-- Eny Prihtiyani dan Mawar Kusuma
NASI bungkus, makanan rakyat jelata itu, hadir di tengah bencana letusan Gunung Merapi. Ketika pengungsi membeludak dan berhamburan tak tentu arah, nasi bungkus menjadi sumber kekuatan.
Warga pelosok pedesaan hingga GKR Hemas Permaisuri Keraton Yogyakarta menyatakan solidaritas mereka bagi pengungsi Merapi melalui nasi bungkus.
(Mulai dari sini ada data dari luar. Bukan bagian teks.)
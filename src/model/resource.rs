//! Embedded resources (images).

use serde::{Deserialize, Serialize};

/// An embedded picture in the report.
#[derive(Debug, Clone, Serialize, Deserialize)]
pub struct Resource {
    /// Raw binary data
    #[serde(skip_serializing, default)]
    pub data: Vec<u8>,

    /// MIME type (e.g., "image/png")
    pub mime_type: String,

    /// Original filename or source URL if known
    pub filename: Option<String>,

    /// Width in pixels
    pub width: Option<u32>,

    /// Height in pixels
    pub height: Option<u32>,
}

impl Resource {
    /// Create an image resource.
    pub fn image(data: Vec<u8>, mime_type: impl Into<String>) -> Self {
        Self {
            data,
            mime_type: mime_type.into(),
            filename: None,
            width: None,
            height: None,
        }
    }

    /// Create a PNG image resource.
    pub fn png(data: Vec<u8>) -> Self {
        Self::image(data, "image/png")
    }

    /// Set image dimensions.
    pub fn with_dimensions(mut self, width: u32, height: u32) -> Self {
        self.width = Some(width);
        self.height = Some(height);
        self
    }

    /// Set filename.
    pub fn with_filename(mut self, filename: impl Into<String>) -> Self {
        self.filename = Some(filename.into());
        self
    }

    /// Get the size of the resource data in bytes.
    pub fn size(&self) -> usize {
        self.data.len()
    }

    /// Name of the part inside the package's media folder.
    pub fn media_name(&self, id: &str) -> String {
        format!("{}.{}", id, self.extension())
    }

    /// Get the file extension based on MIME type.
    pub fn extension(&self) -> &str {
        match self.mime_type.as_str() {
            "image/jpeg" => "jpeg",
            "image/png" => "png",
            "image/gif" => "gif",
            "image/bmp" => "bmp",
            "image/tiff" => "tiff",
            _ => "bin",
        }
    }

    /// Detect MIME type from data magic bytes.
    pub fn detect_mime_type(data: &[u8]) -> Option<&'static str> {
        if data.len() < 8 {
            return None;
        }

        if data.starts_with(&[0xFF, 0xD8, 0xFF]) {
            return Some("image/jpeg");
        }

        if data.starts_with(&[0x89, 0x50, 0x4E, 0x47, 0x0D, 0x0A, 0x1A, 0x0A]) {
            return Some("image/png");
        }

        if data.starts_with(b"GIF87a") || data.starts_with(b"GIF89a") {
            return Some("image/gif");
        }

        if data.starts_with(&[0x49, 0x49, 0x2A, 0x00])
            || data.starts_with(&[0x4D, 0x4D, 0x00, 0x2A])
        {
            return Some("image/tiff");
        }

        if data.starts_with(b"BM") {
            return Some("image/bmp");
        }

        if data.len() >= 12 && data.starts_with(b"RIFF") && &data[8..12] == b"WEBP" {
            return Some("image/webp");
        }

        None
    }
}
Kelihatannya hanya nasi bungkus, tetapi dalam bencana letusan Merapi yang bertubi-tubi saat ini, ia jadi simbol betapa solidaritas warga Yogyakarta begitu kuatnya. Entah apa yang menggerakkan spirit mereka. Tanpa perintah, setiap warga di segala penjuru Provinsi DI Yogyakarta serentak memberikan pertolongan apa saja.
Seperti pada peristiwa letusan Merapi, Kamis (4/11), banyak pemilik kendaraan truk spontan mengevakuasi penduduk pedesaan yang berniat mengungsi. Selain sukarelawan, masyarakat juga berbondong-bondong menolong pengungsi dan banyak yang menyediakan rumahnya sebagai tempat penampungan pengungsi, tanpa digerakkan. Yang dilakukan warga itu karena faktor kebetulan saja. Ya kebetulan sama-sama punya niat untuk menolong.
Inilah tampaknya faktor kebetulan yang dikisahkan dalam novel Celestine Prophecy karya James Redfield. Bahwa faktor kebetulan itu merupakan energi yang memiliki kekuatan dahsyat untuk membangun kemanusiaan. Oleh karena itu, manusia perlu banyak menemukan faktor kebetulan ini.
Nasi bungkus
Yang paling banyak dalam aksi solidaritas itu adalah gerakan pemberian nasi bungkus. Bisa disebut gerakan karena hampir seluruh lapisan masyarakat di tingkat rumah tangga (RT), dusun, atau desa yang tidak terkena bencana serentak membuat masakan nasi bungkus dan dikirim kepada pengungsi.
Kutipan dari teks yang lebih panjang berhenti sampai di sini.